See my post about Burmese Amber in August listing

http://www.nytimes.com/2016/12/08/science/dinosaur-feathers-amber.html



A 99-million-year-old piece of amber with a feathered dinosaur tail trapped inside.

Credit

Ryan McKellar/Royal Saskatchewan Museum


While most paleontologists dig up prehistoric bones from the ground, Lida Xing hunts for fossils in the amber markets of Myanmar. In 2015, he made a remarkable find: Trapped in what looked like golden glass was the feathered tail of a dinosaur.

Along with the primitive plumage, the 99-million-year-old amber also preserved soft tissue and eight complete vertebrae. The tail bones indicated that the specimen belonged to a dinosaur that was not a prehistoric bird and also provided researchers with insight into the evolution of feathers.

“This is the first time that skeletal material from a dinosaur has been found in amber,” Dr. Xing, who is a paleontologist at China University of Geosciences in Beijing, said in an email. He and his colleagues published their findings Thursday in the journal Current Biology.

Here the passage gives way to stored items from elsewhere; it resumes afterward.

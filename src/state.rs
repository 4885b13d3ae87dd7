// ABOUTME: Signed-state codec carrying authorization context across the IdP redirect
// ABOUTME: HMAC-SHA256 over a base64url JSON payload, 5-minute validity, no server-side session
//
// SPDX-License-Identifier: MIT OR Apache-2.0
// Copyright (c) 2025 Fiscus

use crate::constants::lifetimes::SIGNED_STATE_SECS;
use crate::errors::{BrokerError, BrokerResult, ErrorKind};
use base64::{engine::general_purpose, Engine as _};
use chrono::Utc;
use ring::hmac;
use serde::{Deserialize, Serialize};

/// Authorization context preserved across the upstream redirect round-trip.
#[derive(Debug, Clone, Serialize, Deserialize, PartialEq, Eq)]
pub struct StatePayload {
    /// Random nonce; makes every envelope unique
    pub nonce: String,
    /// Unix timestamp of issuance
    pub issued_at: i64,
    /// Opaque state supplied by the client, echoed back on completion
    pub client_state: Option<String>,
    pub client_id: String,
    pub redirect_uri: String,
    pub code_challenge: String,
    pub code_challenge_method: String,
    pub scope: String,
    #[serde(skip_serializing_if = "Option::is_none")]
    pub resource: Option<String>,
}

/// Signs and verifies opaque state envelopes with a server secret.
///
/// Construct once at startup with the configured key; there is no lazy key
/// initialization.
pub struct StateCodec {
    key: hmac::Key,
}

impl StateCodec {
    /// Create a codec from the server state secret.
    #[must_use]
    pub fn new(secret: &[u8]) -> Self {
        Self {
            key: hmac::Key::new(hmac::HMAC_SHA256, secret),
        }
    }

    /// Encode and sign a payload: `base64url(json).base64url(hmac)`.
    ///
    /// # Errors
    /// Fails with `Internal` if the payload cannot be serialized.
    pub fn encode(&self, payload: &StatePayload) -> BrokerResult<String> {
        let json = serde_json::to_vec(payload)
            .map_err(|e| BrokerError::internal("failed to serialize state payload").with_source(e))?;
        let encoded = general_purpose::URL_SAFE_NO_PAD.encode(json);

        let tag = hmac::sign(&self.key, encoded.as_bytes());
        let signature = general_purpose::URL_SAFE_NO_PAD.encode(tag.as_ref());

        Ok(format!("{encoded}.{signature}"))
    }

    /// Verify and decode an envelope.
    ///
    /// # Errors
    /// Fails with `InvalidState` on malformed structure, bad signature, or
    /// undecodable payload; `ExpiredState` when older than five minutes.
    pub fn decode(&self, token: &str) -> BrokerResult<StatePayload> {
        let Some((encoded, signature)) = token.rsplit_once('.') else {
            return Err(BrokerError::new(
                ErrorKind::InvalidState,
                "state parameter is malformed",
            ));
        };

        let signature_bytes = general_purpose::URL_SAFE_NO_PAD
            .decode(signature)
            .map_err(|_| BrokerError::new(ErrorKind::InvalidState, "state signature is malformed"))?;

        // ring::hmac::verify is constant-time over the tag comparison
        hmac::verify(&self.key, encoded.as_bytes(), &signature_bytes)
            .map_err(|_| BrokerError::new(ErrorKind::InvalidState, "state signature mismatch"))?;

        let json = general_purpose::URL_SAFE_NO_PAD
            .decode(encoded)
            .map_err(|_| BrokerError::new(ErrorKind::InvalidState, "state payload is malformed"))?;

        let payload: StatePayload = serde_json::from_slice(&json)
            .map_err(|_| BrokerError::new(ErrorKind::InvalidState, "state payload is incomplete"))?;

        let age = Utc::now().timestamp() - payload.issued_at;
        if age > SIGNED_STATE_SECS {
            return Err(BrokerError::new(
                ErrorKind::ExpiredState,
                "state parameter has expired",
            ));
        }

        Ok(payload)
    }
}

After performing a CT scan and microscopic analysis, Dr. Xing and his colleagues realized that the feathers did not belong to a bird because the specimen’s tail vertebrae were not fused into a rod, as they are in modern birds. The feathers most likely belonged to a baby nonavian theropod, meaning it looked more similar to a velociraptor or Tyrannosaurus rex than to a modern bird. That said, it was probably only about the size of a sparrow.

Photo



An artist’s rendering of a small coelurosaur, which the researchers think may be the type of dinosaur whose tail became trapped in amber.

Credit

Chung-tat Cheung



After death, the tiny dinosaur’s body was most likely covered in tree resin. The resin is produced as a defense mechanism against insect infestations. When it dries it becomes a plasticlike substance that can survive for millions of years.

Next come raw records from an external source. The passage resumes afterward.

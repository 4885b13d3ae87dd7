// ABOUTME: Configuration module for the authorization broker
// ABOUTME: Environment-only configuration, no config files
//
// SPDX-License-Identifier: MIT OR Apache-2.0
// Copyright (c) 2025 Fiscus

/// Environment-variable based server configuration
pub mod environment;

pub use environment::{ServerConfig, UpstreamIdpConfig};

“Once the resin leaks out on the side of the tree it’s like a big sticky trap waiting for anything to fall into it,” said Ryan McKellar, a paleontologist at the Royal Saskatchewan Museum in Canada and an author of the study. “Then once the next resin falls on top of the existing one, it seals it in.”

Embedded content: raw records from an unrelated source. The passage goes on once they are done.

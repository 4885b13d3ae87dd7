// ABOUTME: Grant-expiry and upstream-outage behavior driven through the broker directly
// ABOUTME: Expired codes fail at redemption; a transient IdP outage never burns a refresh token
//
// SPDX-License-Identifier: MIT OR Apache-2.0
// Copyright (c) 2025 Fiscus

mod common;

use chrono::{Duration, Utc};
use fiscus_auth_broker::config::UpstreamIdpConfig;
use fiscus_auth_broker::models::{
    AuthorizationCode, Principal, TokenConnection, TokenRequest, TokenSource,
};
use fiscus_auth_broker::registry::ClientRegistry;
use fiscus_auth_broker::store::pending::PendingRequestStore;
use fiscus_auth_broker::store::TokenStore;
use fiscus_auth_broker::{AuthorizationBroker, ErrorKind, ServerConfig};
use sqlx::sqlite::SqlitePoolOptions;
use std::sync::Arc;

const CLIENT_ID: &str = "fiscus-web";
const VERIFIER: &str = "dBjftJeZ4CVP-mB92K27uhbUJU1p1r_wW1gFWFOEjXk";

async fn setup_broker(config: ServerConfig) -> (AuthorizationBroker, TokenStore) {
    let pool = SqlitePoolOptions::new()
        .max_connections(1)
        .connect("sqlite::memory:")
        .await
        .expect("in-memory database");

    let store = TokenStore::new(pool.clone());
    store.migrate().await.expect("schema migration");

    let broker = AuthorizationBroker::new(
        Arc::new(config),
        ClientRegistry::new(pool),
        store.clone(),
        PendingRequestStore::new(),
    )
    .expect("broker");

    (broker, store)
}

fn principal() -> Principal {
    Principal {
        id: "user-1".into(),
        handle: Some("user-1".into()),
        display_name: None,
        roles: Vec::new(),
        provider: "github".into(),
        profile: serde_json::Value::Null,
    }
}

/// Upstream block whose endpoints refuse connections immediately.
fn unreachable_upstream() -> UpstreamIdpConfig {
    UpstreamIdpConfig {
        provider_name: "github".into(),
        client_id: "broker-id".into(),
        client_secret: "broker-secret".into(),
        authorize_url: "http://127.0.0.1:1/authorize".into(),
        token_url: "http://127.0.0.1:1/token".into(),
        profile_url: "http://127.0.0.1:1/user".into(),
        scope: "read:user".into(),
        request_timeout: std::time::Duration::from_secs(2),
    }
}

fn refresh_request(refresh_token: &str) -> TokenRequest {
    TokenRequest {
        grant_type: "refresh_token".into(),
        client_id: CLIENT_ID.into(),
        code: None,
        redirect_uri: None,
        code_verifier: None,
        refresh_token: Some(refresh_token.to_owned()),
        scope: None,
        resource: None,
    }
}

#[tokio::test]
async fn test_expired_code_rejected_at_redemption() {
    let (broker, store) = setup_broker(common::test_config()).await;
    let redirect_uri = common::test_config().builtin_redirect_uri;

    let challenge = fiscus_auth_broker::pkce::derive_challenge(VERIFIER).unwrap();
    store
        .store_code(&AuthorizationCode {
            code: "stale-code".into(),
            client_id: CLIENT_ID.into(),
            redirect_uri: redirect_uri.clone(),
            code_challenge: challenge,
            code_challenge_method: "S256".into(),
            scope: "profile".into(),
            bound_access_token: "internal-token".into(),
            token_source: TokenSource::Local,
            principal: principal(),
            resource: None,
            expires_at: Utc::now() - Duration::seconds(30),
        })
        .await
        .unwrap();

    let err = broker
        .token(TokenRequest {
            grant_type: "authorization_code".into(),
            client_id: CLIENT_ID.into(),
            code: Some("stale-code".into()),
            redirect_uri: Some(redirect_uri),
            code_verifier: Some(VERIFIER.into()),
            refresh_token: None,
            scope: None,
            resource: None,
        })
        .await
        .unwrap_err();

    assert_eq!(err.kind, ErrorKind::ExpiredGrant);

    // The expired code was still consumed
    assert!(store.consume_code("stale-code").await.unwrap().is_none());
}

#[tokio::test]
async fn test_upstream_outage_does_not_burn_refresh_token() {
    let mut config = common::test_config();
    config.upstream = Some(unreachable_upstream());
    let (broker, store) = setup_broker(config).await;

    let now = Utc::now();
    let connection = TokenConnection {
        access_token: "at-1".into(),
        refresh_token: "rt-1".into(),
        client_id: CLIENT_ID.into(),
        scope: "profile".into(),
        token_source: TokenSource::Upstream,
        bound_access_token: "upstream-token".into(),
        principal: principal(),
        resource: None,
        expires_at: now + Duration::hours(1),
        refresh_expires_at: now + Duration::days(7),
        created_at: now,
    };
    store.store_connection(&connection).await.unwrap();

    // The IdP is unreachable: the refresh fails as retryable
    let err = broker.token(refresh_request("rt-1")).await.unwrap_err();
    assert_eq!(err.kind, ErrorKind::UpstreamUnavailable);

    // And the connection is still there for the retry
    let restored = store
        .get_connection_by_access_token("at-1")
        .await
        .unwrap()
        .expect("connection restored after outage");
    assert_eq!(restored.refresh_token, "rt-1");

    let err = broker.token(refresh_request("rt-1")).await.unwrap_err();
    assert_eq!(err.kind, ErrorKind::UpstreamUnavailable);
}

#[tokio::test]
async fn test_local_refresh_skips_upstream_validation() {
    // Upstream configured but the pair is locally sourced: no IdP call runs
    let mut config = common::test_config();
    config.upstream = Some(unreachable_upstream());
    let (broker, store) = setup_broker(config).await;

    let now = Utc::now();
    store
        .store_connection(&TokenConnection {
            access_token: "at-2".into(),
            refresh_token: "rt-2".into(),
            client_id: CLIENT_ID.into(),
            scope: "profile".into(),
            token_source: TokenSource::Local,
            bound_access_token: "internal-token".into(),
            principal: principal(),
            resource: None,
            expires_at: now + Duration::hours(1),
            refresh_expires_at: now + Duration::days(7),
            created_at: now,
        })
        .await
        .unwrap();

    let response = broker.token(refresh_request("rt-2")).await.unwrap();
    assert_ne!(response.refresh_token, "rt-2");
}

After Dr. Xing found the amber, he sent it to Dr. McKellar, an amber expert, to further investigate the specimen.

“When it hit my desk, I was blown away,” Dr. McKellar said. “It’s one of those things where you’re like ‘Wow, it’s the closest you’ll ever get to holding a fleshed-out dinosaur in your hands.”

Using a high-powered microscope, Dr. McKellar recorded images of the amber. He found that the underside of the feathers was white and the top was chestnut brown. But it was not the color that fascinated him the most.

“I was seriously puzzled by the feather structure we’re seeing in this sample,” he said.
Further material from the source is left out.